International career
- Years: Team / Apps / (Points)
- 2019: England U18 / 3 / (5)
- 2021–2022: England U20 / 10 / (20)
- Correct as of 12 July 2022

= Emeka Ilione =

English rugby union player

Remigius Chukwuemeka Ilione (commonly known as Emeka; born 20 March 2002) is an English professional rugby union player for Leicester Tigers in Premiership Rugby. His preferred position is back row.
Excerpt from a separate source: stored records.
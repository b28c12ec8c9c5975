use thiserror::Error;

/// Rejection of a supplied set of dice. Recoverable: the turn loop asks the
/// dice source again.
#[derive(Debug, Clone, Error, PartialEq, Eq)]
pub enum DiceError {
    #[error("Expected {expected} dice, got {actual}")]
    HandSize { expected: usize, actual: usize },
    #[error("Dice out of range 1-6: {}", format_bad_dice(.dice))]
    DiceRange { dice: Vec<(usize, u8)> },
}

fn format_bad_dice(dice: &[(usize, u8)]) -> String {
    dice.iter()
        .map(|(i, v)| format!("position {} = {}", i + 1, v))
        .collect::<Vec<_>>()
        .join(", ")
}

#[derive(Debug, Clone, Error, PartialEq, Eq)]
pub enum ConfigError {
    #[error("Unsupported config version {found} (expected {expected})")]
    UnsupportedVersion { found: u32, expected: u32 },
    #[error("Game needs at least one player")]
    NoPlayers,
    #[error("Duplicate player name: {0}")]
    DuplicatePlayer(String),
    #[error("Player name must not be empty")]
    EmptyPlayerName,
    #[error("Unknown strategy '{0}' (valid: LAZY-BANK, RANDOM)")]
    UnknownStrategy(String),
    #[error("Computer player {0} needs a strategy")]
    MissingStrategy(String),
    #[error("Human player {0} cannot have a strategy")]
    UnexpectedStrategy(String),
    #[error("Invalid threshold: {0}")]
    InvalidThreshold(String),
}

#[derive(Debug, Clone, Error, PartialEq, Eq)]
pub enum GameError {
    #[error("Decision provider returned {actual} choices for {expected} scores")]
    DecisionShape { expected: usize, actual: usize },
    #[error("Dice source has no more rolls")]
    DiceExhausted,
    #[error("Game aborted: {0}")]
    Aborted(String),
    #[error("Game did not finish within {0} turns")]
    TurnLimit(u32),
    #[error("Game is already over")]
    GameOver,
    /// Raised by a `play_to_end` callback, e.g. when turn output cannot be written.
    #[error("Turn observer failed: {0}")]
    Observer(String),
    #[error("Expected {expected} decision providers, got {actual}")]
    ProviderCount { expected: usize, actual: usize },
    #[error(transparent)]
    Config(#[from] ConfigError),
}
mod helpers;

use helpers::run_cli;

#[test]
fn test_score_three_of_a_kind_and_a_five() {
    let res = run_cli(&["score", "1", "1", "1", "5", "2", "3"], "");
    assert_eq!(res.code, 0);
    assert!(res.stdout.contains("Dice: [1 1 1 2 3 5]"));
    assert!(res.stdout.contains("1) 300 [1 1 1] THREE OF A KIND"));
    assert!(res.stdout.contains("2) 50 [5] A FIVE"));
    assert!(res.stdout.contains("Total: 350"));
    assert!(res.stdout.contains("Hand: THREE OF A KIND AND A FIVE"));
}

#[test]
fn test_score_six_dice_combo() {
    let res = run_cli(&["score", "4,4,2,2,6,6"], "");
    assert_eq!(res.code, 0);
    assert!(res.stdout.contains("Total: 1500"));
    assert!(res.stdout.contains("Hand: THREE PAIRS"));
}

#[test]
fn test_score_bust() {
    let res = run_cli(&["score", "2", "3", "4", "6", "6", "3"], "");
    assert_eq!(res.code, 0);
    assert!(res.stdout.contains("(no scoring dice)"));
    assert!(res.stdout.contains("Hand: NO SCORE"));
}

#[test]
fn test_score_rejects_bad_dice() {
    let res = run_cli(&["score", "1", "7"], "");
    assert_eq!(res.code, 2);
    assert!(res.stdout.is_empty());
    assert!(res.stderr.contains("position 2 = 7"));

    let res = run_cli(&["score", "1", "2", "3", "4", "5", "6", "1"], "");
    assert_eq!(res.code, 2);
}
==Early life and education==

Ilione was born in Mansfield, Nottinghamshire to Nigerian parents and attended Nottingham High School where he took up rugby at age 11, before attending Rugby School where he was head boy. He joined Leicester Tigers academy at under 13s.

Ilione balanced his professional rugby career with studying medicine at the University of Nottingham and graduated as a doctor in 2026.

==Rugby playing career==

===Junior level===
In August 2019 Ilione scored a try for England under-18 in a defeat against South Africa. He was a member of the squad that won the 2021 Six Nations Under 20s Championship and started in the fixture against Scotland. In 2021 his potential was highlighted by Maro Itoje naming him in a theoretical British-Nigerians XV.

In 2022 Ilione scored tries against Wales and Ireland during the 2022 U20 tournament.

===Senior level===
Ilione was offered a professional contract with Leicester in the summer of 2022, making his club debut on 29 March 2022 in a Premiership Rugby Cup match against London Irish at Welford Road. He made his Premiership league debut- on 7 January 2023 as a 79th minute replacement against Newcastle Falcons, and a week later made his European Rugby Champions Cup debut on 13 January 2023 in a win at ASM Clermont Auvergne.

In May 2025 Ilione was called up to a training camp for the senior England squad by Steve Borthwick. Ilione scored a 75th minute try in the 2025 Premiership Final to bring Leicester within 4 points, the subsequent conversion was the last score in Tigers 23–21 defeat.